"""
//! Block-wise lag autocorrelation variability.
//!
//! Every full-size block is centred on its own mean and scored by the mean
//! absolute Pearson correlation between the block and its lagged copies for
//! lags `1..min(len, max_lag)`. The statistic is the population standard
//! deviation of those block scores. A trailing short block is never scored.

use crate::block::{effective_block_size, open_input, BlockStream};
use crate::progress::{ProgressCallback, ProgressReporter};
use crate::stats::{Comparison, TestKind, TestResult};
use crate::EncScanError;
use serde::{Deserialize, Serialize};
use std::io::Read;
use std::path::Path;
use std::sync::Arc;

/// Sums of squared deviations below this are treated as zero variance.
const VARIANCE_EPSILON: f64 = 1e-9;

#[derive(Debug, Clone, PartialEq, Serialize, Deserialize)]
pub struct AutocorrelationOutcome {
    /// Standard deviation of the per-block scores.
    pub statistic: f64,
    /// Mean of the per-block scores.
    pub mean_block_score: f64,
    /// Full-size blocks scored.
    pub blocks: usize,
    /// Scored blocks in which every byte was identical.
    pub constant_blocks: usize,
    /// Bytes of the trailing short block that were not scored.
    pub skipped_tail_bytes: u64,
    pub block_size: usize,
}

impl AutocorrelationOutcome {
    /// Low variability supports encryption, unless every block was constant:
    /// identical scores from featureless data say nothing about randomness.
    pub fn indicates_encryption(&self, threshold: f64) -> bool {
        self.constant_blocks < self.blocks
            && Comparison::AtMost.holds(self.statistic, threshold)
    }

    pub fn to_result(&self, threshold: f64) -> TestResult {
        let mut result = TestResult::compared(
            TestKind::Autocorrelation,
            self.statistic,
            threshold,
            Comparison::AtMost,
        );
        result.indicates_encryption = self.indicates_encryption(threshold);
        if self.constant_blocks == self.blocks {
            result = result.with_note(format!("all {} blocks constant", self.blocks));
        }
        result
    }
}

/// Run the test over the file at `path`.
pub fn autocorrelation(
    path: &Path,
    block_size: usize,
    max_lag: usize,
    progress: Arc<dyn ProgressCallback>,
) -> Result<AutocorrelationOutcome, EncScanError> {
    let (file, len) = open_input(path)?;
    autocorrelation_from_reader(file, len, block_size, max_lag, progress).map_err(|e| match e {
        EncScanError::Io(io) => EncScanError::unreadable(path, io),
        other => other,
    })
}

pub fn autocorrelation_from_reader<R: Read>(
    reader: R,
    input_len: u64,
    block_size: usize,
    max_lag: usize,
    progress: Arc<dyn ProgressCallback>,
) -> Result<AutocorrelationOutcome, EncScanError> {
    let block_size = effective_block_size(input_len, block_size);
    let mut stream = BlockStream::new(reader, block_size);
    let mut reporter = ProgressReporter::new("autocorrelation", input_len, progress);
    let mut centred = Vec::with_capacity(block_size);
    let mut scores = Vec::new();
    let mut constant_blocks = 0;
    let mut skipped_tail_bytes = 0;

    while let Some(block) = stream.next_block()? {
        reporter.add_bytes(block.len() as u64);
        if block.len() < block_size {
            skipped_tail_bytes = block.len() as u64;
            break;
        }
        let (score, constant) = block_score(block, max_lag, &mut centred);
        if constant {
            constant_blocks += 1;
        }
        scores.push(score);
    }

    if scores.is_empty() {
        return Err(EncScanError::UndefinedStatistic(format!(
            "autocorrelation needs at least one full {}-byte block",
            block_size
        )));
    }

    let mean = scores.iter().sum::<f64>() / scores.len() as f64;
    let variance = scores.iter().map(|s| (s - mean) * (s - mean)).sum::<f64>() / scores.len() as f64;

    tracing::debug!(
        "autocorrelation: {} blocks, {} constant, mean score {:.6}, std {:.6}",
        scores.len(),
        constant_blocks,
        mean,
        variance.sqrt()
    );

    Ok(AutocorrelationOutcome {
        statistic: variance.sqrt(),
        mean_block_score: mean,
        blocks: scores.len(),
        constant_blocks,
        skipped_tail_bytes,
        block_size,
    })
}

/// Mean absolute lag correlation of one block, and whether the block was
/// constant. Lags whose correlation is undefined (a zero-variance side) count
/// as perfectly correlated.
pub fn block_score(block: &[u8], max_lag: usize, centred: &mut Vec<f64>) -> (f64, bool) {
    let n = block.len();
    let mean = block.iter().map(|&b| b as f64).sum::<f64>() / n as f64;
    centred.clear();
    centred.extend(block.iter().map(|&b| b as f64 - mean));

    let constant = block.iter().all(|&b| b == block[0]);
    let lag_limit = n.min(max_lag);
    if constant || lag_limit < 2 {
        return (1.0, constant);
    }

    let mut total = 0.0;
    for lag in 1..lag_limit {
        let r = pearson(&centred[lag..], &centred[..n - lag]).unwrap_or(1.0);
        total += r.abs();
    }
    (total / (lag_limit - 1) as f64, false)
}

/// Pearson correlation of two equal-length series, `None` when either side
/// has no variance.
fn pearson(x: &[f64], y: &[f64]) -> Option<f64> {
    let n = x.len() as f64;
    let mean_x = x.iter().sum::<f64>() / n;
    let mean_y = y.iter().sum::<f64>() / n;

    let (mut sxy, mut sxx, mut syy) = (0.0, 0.0, 0.0);
    for (&a, &b) in x.iter().zip(y) {
        let dx = a - mean_x;
        let dy = b - mean_y;
        sxy += dx * dy;
        sxx += dx * dx;
        syy += dy * dy;
    }

    if sxx <= VARIANCE_EPSILON || syy <= VARIANCE_EPSILON {
        return None;
    }
    Some(sxy / (sxx * syy).sqrt())
}

#[cfg(test)]
mod tests {
    use super::*;
    use crate::progress::NoOpProgress;
    use rand::{RngCore, SeedableRng};
    use std::io::Cursor;

    fn run(data: &[u8], block_size: usize) -> Result<AutocorrelationOutcome, EncScanError> {
        autocorrelation_from_reader(
            Cursor::new(data),
            data.len() as u64,
            block_size,
            50,
            Arc::new(NoOpProgress),
        )
    }

    #[test]
    fn test_random_blocks_have_low_variability() {
        let mut rng = rand::rngs::StdRng::seed_from_u64(99);
        let mut data = vec![0u8; 16 * 4096];
        rng.fill_bytes(&mut data);

        let outcome = run(&data, 4096).unwrap();
        assert_eq!(outcome.blocks, 16);
        assert_eq!(outcome.constant_blocks, 0);
        assert!(outcome.mean_block_score < 0.05);
        assert!(outcome.statistic < 0.125);
        assert!(outcome.indicates_encryption(0.125));
    }

    #[test]
    fn test_all_zero_input_does_not_indicate_encryption() {
        let outcome = run(&vec![0u8; 8 * 1024], 1024).unwrap();
        assert_eq!(outcome.constant_blocks, 8);
        assert_eq!(outcome.mean_block_score, 1.0);
        assert!(!outcome.indicates_encryption(0.125));
        assert!(!outcome.to_result(0.125).indicates_encryption);
    }

    #[test]
    fn test_trailing_short_block_is_dropped() {
        let mut rng = rand::rngs::StdRng::seed_from_u64(5);
        let mut data = vec![0u8; 2 * 1024 + 512];
        rng.fill_bytes(&mut data);

        let outcome = run(&data, 1024).unwrap();
        assert_eq!(outcome.blocks, 2);
        assert_eq!(outcome.skipped_tail_bytes, 512);
    }

    #[test]
    fn test_alternating_pattern_is_fully_correlated() {
        let block: Vec<u8> = (0..256).map(|i| if i % 2 == 0 { 0 } else { 255 }).collect();
        let (score, constant) = block_score(&block, 50, &mut Vec::new());
        assert!(!constant);
        assert!((score - 1.0).abs() < 1e-9);
    }

    #[test]
    fn test_mixed_blocks_raise_variability() {
        let mut rng = rand::rngs::StdRng::seed_from_u64(21);
        let mut data = vec![0u8; 8 * 1024];
        rng.fill_bytes(&mut data[..4 * 1024]);

        let outcome = run(&data, 1024).unwrap();
        assert_eq!(outcome.constant_blocks, 4);
        assert!(outcome.statistic > 0.125);
        assert!(!outcome.indicates_encryption(0.125));
    }

    #[test]
    fn test_small_input_uses_reduced_block() {
        let data: Vec<u8> = (0..300u32).map(|i| (i * 37 % 256) as u8).collect();
        let outcome = run(&data, 1_048_576).unwrap();
        assert_eq!(outcome.block_size, 256);
        assert_eq!(outcome.blocks, 1);
        assert_eq!(outcome.statistic, 0.0);
    }

    #[test]
    fn test_empty_input_is_undefined() {
        assert!(matches!(
            run(&[], 1024),
            Err(EncScanError::UndefinedStatistic(_))
        ));
    }
}
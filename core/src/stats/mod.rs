//! Statistical randomness tests.
//!
//! Each test reduces the input to one scalar and compares it against a
//! reference threshold. The flag on a [`TestResult`] is `true` when the
//! statistic is consistent with uniformly random (encrypted-looking) data.

pub mod autocorr;
pub mod chisq;
pub mod compression;
pub mod entropy;
pub mod ks;

pub use autocorr::{autocorrelation, AutocorrelationOutcome};
pub use chisq::chi_squared;
pub use compression::{CompressionOutcome, CompressionTest};
pub use entropy::shannon_entropy;
pub use ks::{ks_test, KsOutcome};

use serde::{Deserialize, Serialize};
use std::fmt;

#[derive(Debug, Clone, Copy, PartialEq, Eq, Hash, Serialize, Deserialize)]
pub enum TestKind {
    ChiSquared,
    Entropy,
    KolmogorovSmirnov,
    Compression,
    Autocorrelation,
    SignatureDensity,
}

impl TestKind {
    pub fn label(&self) -> &'static str {
        match self {
            TestKind::ChiSquared => "chi-squared",
            TestKind::Entropy => "Shannon entropy",
            TestKind::KolmogorovSmirnov => "Kolmogorov-Smirnov",
            TestKind::Compression => "average compression ratio",
            TestKind::Autocorrelation => "autocorrelation variability",
            TestKind::SignatureDensity => "file signatures per MB",
        }
    }
}

impl fmt::Display for TestKind {
    fn fmt(&self, f: &mut fmt::Formatter<'_>) -> fmt::Result {
        f.write_str(self.label())
    }
}

/// Which side of the threshold supports the encryption hypothesis.
#[derive(Debug, Clone, Copy, PartialEq, Eq, Serialize, Deserialize)]
pub enum Comparison {
    AtMost,
    AtLeast,
}

impl Comparison {
    pub fn holds(&self, statistic: f64, threshold: f64) -> bool {
        match self {
            Comparison::AtMost => statistic <= threshold,
            Comparison::AtLeast => statistic >= threshold,
        }
    }

    fn symbol(&self) -> &'static str {
        match self {
            Comparison::AtMost => "<=",
            Comparison::AtLeast => ">=",
        }
    }
}

/// Threshold a statistic is compared against.
#[derive(Debug, Clone, Copy, PartialEq, Serialize, Deserialize)]
pub struct Reference {
    pub comparison: Comparison,
    pub value: f64,
}

/// Outcome of one test: the statistic and whether it supports encryption.
#[derive(Debug, Clone, PartialEq, Serialize, Deserialize)]
pub struct TestResult {
    pub kind: TestKind,
    pub statistic: f64,
    /// `None` for informational statistics that never vote.
    pub reference: Option<Reference>,
    pub indicates_encryption: bool,
    /// Set when the test ran in a degraded mode.
    pub note: Option<String>,
}

impl TestResult {
    pub fn compared(kind: TestKind, statistic: f64, threshold: f64, comparison: Comparison) -> Self {
        Self {
            kind,
            statistic,
            reference: Some(Reference {
                comparison,
                value: threshold,
            }),
            indicates_encryption: comparison.holds(statistic, threshold),
            note: None,
        }
    }

    pub fn informational(kind: TestKind, statistic: f64) -> Self {
        Self {
            kind,
            statistic,
            reference: None,
            indicates_encryption: false,
            note: None,
        }
    }

    /// A test that could not run; it never supports encryption.
    pub fn disabled(
        kind: TestKind,
        threshold: f64,
        comparison: Comparison,
        reason: impl Into<String>,
    ) -> Self {
        Self {
            kind,
            statistic: 0.0,
            reference: Some(Reference {
                comparison,
                value: threshold,
            }),
            indicates_encryption: false,
            note: Some(reason.into()),
        }
    }

    pub fn with_note(mut self, note: impl Into<String>) -> Self {
        self.note = Some(note.into());
        self
    }
}

impl fmt::Display for TestResult {
    fn fmt(&self, f: &mut fmt::Formatter<'_>) -> fmt::Result {
        write!(f, "{}: {:.6}", self.kind, self.statistic)?;
        if let Some(reference) = &self.reference {
            write!(
                f,
                " (reference {} {}) -> {}",
                reference.comparison.symbol(),
                reference.value,
                if self.indicates_encryption { "random" } else { "structured" }
            )?;
        }
        if let Some(note) = &self.note {
            write!(f, " [{}]", note)?;
        }
        Ok(())
    }
}
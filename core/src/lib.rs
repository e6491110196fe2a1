pub mod block;
pub mod config;
pub mod error;
pub mod fusion;
pub mod histogram;
pub mod prepare;
pub mod probe;
pub mod progress;
pub mod report;
pub mod signature;
pub mod stats;

#[cfg(any(test, feature = "test-utils"))]
pub mod test_utils;

pub use config::{CompressorSpec, DetectionConfig, ProbeKind, Thresholds};
pub use error::EncScanError;
pub use fusion::{label_for_votes, Battery, Classification, Detector, Stage};
pub use histogram::{ByteHistogram, HistogramBuilder};
pub use probe::{is_recognized, FilesystemProbe, UNKNOWN_FILESYSTEM};
pub use progress::{FnProgress, LoggingProgress, NoOpProgress, ProgressCallback, ScanProgress};
pub use report::{Degradation, VerdictReport};
pub use signature::{RuleSet, ScanMode, SignatureEngine, SignatureTally, ToolScan};
pub use stats::{TestKind, TestResult};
"""
**TASK TO CARRY OUT**
Take from the listing every line in which the word "tests" appears.

**TASK OUTPUT**
mod tests {
//! Statistical randomness tests.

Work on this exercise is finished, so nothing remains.